→ **Description of the task**
The full listing below must be printed exactly, word for word.

→ **Supplied data**
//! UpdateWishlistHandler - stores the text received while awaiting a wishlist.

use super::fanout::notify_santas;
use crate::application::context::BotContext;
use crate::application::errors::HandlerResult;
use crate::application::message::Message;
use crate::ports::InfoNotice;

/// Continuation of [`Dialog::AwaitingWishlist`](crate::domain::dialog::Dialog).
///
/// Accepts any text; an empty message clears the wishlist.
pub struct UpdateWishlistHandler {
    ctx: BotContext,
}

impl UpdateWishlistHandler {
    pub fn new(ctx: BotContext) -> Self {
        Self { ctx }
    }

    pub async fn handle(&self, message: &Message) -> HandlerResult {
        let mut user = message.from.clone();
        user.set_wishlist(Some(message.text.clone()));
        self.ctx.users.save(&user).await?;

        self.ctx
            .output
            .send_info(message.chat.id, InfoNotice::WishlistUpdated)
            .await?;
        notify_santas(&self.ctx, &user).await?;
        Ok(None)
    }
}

→ **Result**
//! UpdateWishlistHandler - stores the text received while awaiting a wishlist.

use super::fanout::notify_santas;
use crate::application::context::BotContext;
use crate::application::errors::HandlerResult;
use crate::application::message::Message;
use crate::ports::InfoNotice;

/// Continuation of [`Dialog::AwaitingWishlist`](crate::domain::dialog::Dialog).
///
/// Accepts any text; an empty message clears the wishlist.
pub struct UpdateWishlistHandler {
    ctx: BotContext,
}

impl UpdateWishlistHandler {
    pub fn new(ctx: BotContext) -> Self {
        Self { ctx }
    }

    pub async fn handle(&self, message: &Message) -> HandlerResult {
        let mut user = message.from.clone();
        user.set_wishlist(Some(message.text.clone()));
        self.ctx.users.save(&user).await?;

        self.ctx
            .output
            .send_info(message.chat.id, InfoNotice::WishlistUpdated)
            .await?;
        notify_santas(&self.ctx, &user).await?;
        Ok(None)
    }
}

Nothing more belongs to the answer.